Satellite images revealed on Saturday the growing number of Palestinians sheltering in the southern Gaza border town of Rafah since the past October 7 attack.
Two photos, taken by the US company Planet Labs on Jan. 14 and Feb. 4, reveal that lands covered with trees have turned into a city of tents hosting the internally displaced Palestinians.
Roughly 80% of Gaza’s people have been displaced, and the territory has plunged into a humanitarian crisis with shortages of food and medical services.
Rafah is normally home to 280,000 people. But its population has swelled to over 1.4 million as Palestinians flee fighting, destruction and hunger elsewhere in the territory, according to the UN.

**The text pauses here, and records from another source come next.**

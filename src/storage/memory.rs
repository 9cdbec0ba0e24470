//! In-memory storage backend

use crate::record::{DetailRecord, Provenance};
use crate::state::CrawlState;
use crate::storage::traits::{
    CycleLog, HarvestQuery, RecordSink, StateStore, StorageError, StorageResult,
};
use crate::storage::CycleRecord;
use chrono::{DateTime, Utc};
use std::collections::{BTreeMap, HashMap, HashSet};
use std::sync::{Mutex, MutexGuard};

#[derive(Debug, Default)]
struct Inner {
    states: HashMap<String, CrawlState>,
    offers: BTreeMap<(String, String), DetailRecord>,
    cycles: Vec<CycleRecord>,
    rejected: HashSet<String>,
    upserts: usize,
}

/// Storage held entirely in memory
///
/// Implements every storage trait with the same semantics as
/// [`SqliteStorage`](crate::storage::SqliteStorage). Ids registered with
/// [`MemoryStore::reject`] make `upsert` fail, which lets callers exercise
/// sink errors.
#[derive(Debug, Default)]
pub struct MemoryStore {
    inner: Mutex<Inner>,
}

impl MemoryStore {
    pub fn new() -> Self {
        Self::default()
    }

    /// Makes every upsert of `unique_id` fail
    pub fn reject(&self, unique_id: &str) {
        if let Ok(mut inner) = self.inner.lock() {
            inner.rejected.insert(unique_id.to_string());
        }
    }

    /// Number of upsert calls that succeeded
    pub fn upsert_count(&self) -> usize {
        self.inner.lock().map(|inner| inner.upserts).unwrap_or(0)
    }

    /// All recorded cycles, oldest first
    pub fn cycles(&self) -> Vec<CycleRecord> {
        self.inner
            .lock()
            .map(|inner| inner.cycles.clone())
            .unwrap_or_default()
    }

    fn lock(&self) -> StorageResult<MutexGuard<'_, Inner>> {
        self.inner
            .lock()
            .map_err(|_| StorageError::Database("memory store mutex poisoned".to_string()))
    }
}

impl StateStore for MemoryStore {
    fn load_state(&self, source: &str) -> StorageResult<CrawlState> {
        Ok(self.lock()?.states.get(source).cloned().unwrap_or_default())
    }

    fn merge_state(
        &self,
        source: &str,
        new_ids: &HashSet<String>,
        cycle_started: DateTime<Utc>,
    ) -> StorageResult<()> {
        self.lock()?
            .states
            .entry(source.to_string())
            .or_default()
            .merge(new_ids.iter().cloned(), cycle_started);
        Ok(())
    }

    fn reset_state(&self, source: &str) -> StorageResult<()> {
        self.lock()?.states.remove(source);
        Ok(())
    }
}

impl RecordSink for MemoryStore {
    fn upsert(&self, record: &DetailRecord) -> StorageResult<()> {
        if record.unique_id.trim().is_empty() {
            return Err(StorageError::Rejected("empty unique id".to_string()));
        }
        let mut inner = self.lock()?;
        if inner.rejected.contains(&record.unique_id) {
            return Err(StorageError::Rejected(record.unique_id.clone()));
        }
        inner
            .offers
            .insert((record.source.clone(), record.unique_id.clone()), record.clone());
        inner.upserts += 1;
        Ok(())
    }
}

impl CycleLog for MemoryStore {
    fn record_cycle(&self, cycle: &CycleRecord) -> StorageResult<()> {
        self.lock()?.cycles.push(cycle.clone());
        Ok(())
    }
}

impl HarvestQuery for MemoryStore {
    fn count_offers(&self) -> StorageResult<u64> {
        Ok(self.lock()?.offers.len() as u64)
    }

    fn get_offer(&self, source: &str, unique_id: &str) -> StorageResult<Option<DetailRecord>> {
        let key = (source.to_string(), unique_id.to_string());
        Ok(self.lock()?.offers.get(&key).cloned())
    }

    fn offers_by_source(&self) -> StorageResult<Vec<(String, u64)>> {
        let inner = self.lock()?;
        let mut counts: BTreeMap<String, u64> = BTreeMap::new();
        for record in inner.offers.values() {
            *counts.entry(record.source.clone()).or_insert(0) += 1;
        }
        Ok(counts.into_iter().collect())
    }

    fn offers_by_category(&self) -> StorageResult<Vec<(String, u64)>> {
        let inner = self.lock()?;
        let mut counts: BTreeMap<String, u64> = BTreeMap::new();
        for record in inner.offers.values() {
            let category = record
                .category
                .clone()
                .unwrap_or_else(|| "uncategorized".to_string());
            *counts.entry(category).or_insert(0) += 1;
        }
        Ok(counts.into_iter().collect())
    }

    fn provenance_distribution(&self) -> StorageResult<BTreeMap<Provenance, u64>> {
        let inner = self.lock()?;
        let mut distribution = BTreeMap::new();
        for tag in inner.offers.values().flat_map(|r| r.provenance.values()) {
            *distribution.entry(*tag).or_insert(0) += 1;
        }
        Ok(distribution)
    }

    fn latest_cycles(&self) -> StorageResult<Vec<CycleRecord>> {
        let inner = self.lock()?;
        let mut latest: BTreeMap<String, CycleRecord> = BTreeMap::new();
        for cycle in &inner.cycles {
            latest.insert(cycle.source.clone(), cycle.clone());
        }
        Ok(latest.into_values().collect())
    }
}

#[cfg(test)]
mod tests {
    use super::*;

    #[test]
    fn test_rejected_ids_fail() {
        let store = MemoryStore::new();
        store.reject("b");

        assert!(store.upsert(&DetailRecord::new("s", "a", None)).is_ok());
        assert!(store.upsert(&DetailRecord::new("s", "b", None)).is_err());
        assert_eq!(store.count_offers().unwrap(), 1);
        assert_eq!(store.upsert_count(), 1);
    }

    #[test]
    fn test_upsert_overwrites() {
        let store = MemoryStore::new();
        let mut record = DetailRecord::new("s", "a", None);
        store.upsert(&record).unwrap();
        record.category = Some("job".to_string());
        store.upsert(&record).unwrap();

        assert_eq!(store.count_offers().unwrap(), 1);
        assert_eq!(
            store.get_offer("s", "a").unwrap().unwrap().category.as_deref(),
            Some("job")
        );
    }

    #[test]
    fn test_offers_are_keyed_per_source() {
        let store = MemoryStore::new();
        store.upsert(&DetailRecord::new("board_a", "123", None)).unwrap();
        store.upsert(&DetailRecord::new("board_b", "123", None)).unwrap();

        assert_eq!(store.count_offers().unwrap(), 2);
        assert!(store.get_offer("board_a", "123").unwrap().is_some());
        assert!(store.get_offer("board_b", "123").unwrap().is_some());
    }

    #[test]
    fn test_state_merge_and_reset() {
        let store = MemoryStore::new();
        let ids: HashSet<String> = ["x".to_string()].into_iter().collect();
        store.merge_state("s", &ids, Utc::now()).unwrap();
        assert!(store.load_state("s").unwrap().has_seen("x"));

        store.reset_state("s").unwrap();
        assert_eq!(store.load_state("s").unwrap(), CrawlState::new());
    }
}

More than half of Gaza’s 2.3 million people are packed into Rafah, many after following Israeli evacuation orders that now cover two-thirds of the territory.
Prime Minister Benjamin Netanyahu said he had asked the military to plan for the evacuation of hundreds of thousands of people there ahead of a ground invasion.
Netanyahu did not provide details or a timeline, but the announcement set off panic and warnings from diplomats, AP said.
On Sunday, the bodies of 58 Palestinians killed in Israeli airstrikes arrived to Abu Youssef Al-Najjar Hospital in Rafah, according to the Palestinian Shehab News agency.
In a related development, the World Health Organization (WHO) said it was denied a mission Saturday to the Nasser hospital in Khan Younis, which has been besieged and coming under Israeli fire for three weeks.
Tedros Adhanom Ghebreyesus, WHO's director-general, said he was “deeply concerned about the safety of patients and health personnel due to the intensifying hostilities in the vicinity of the hospital.”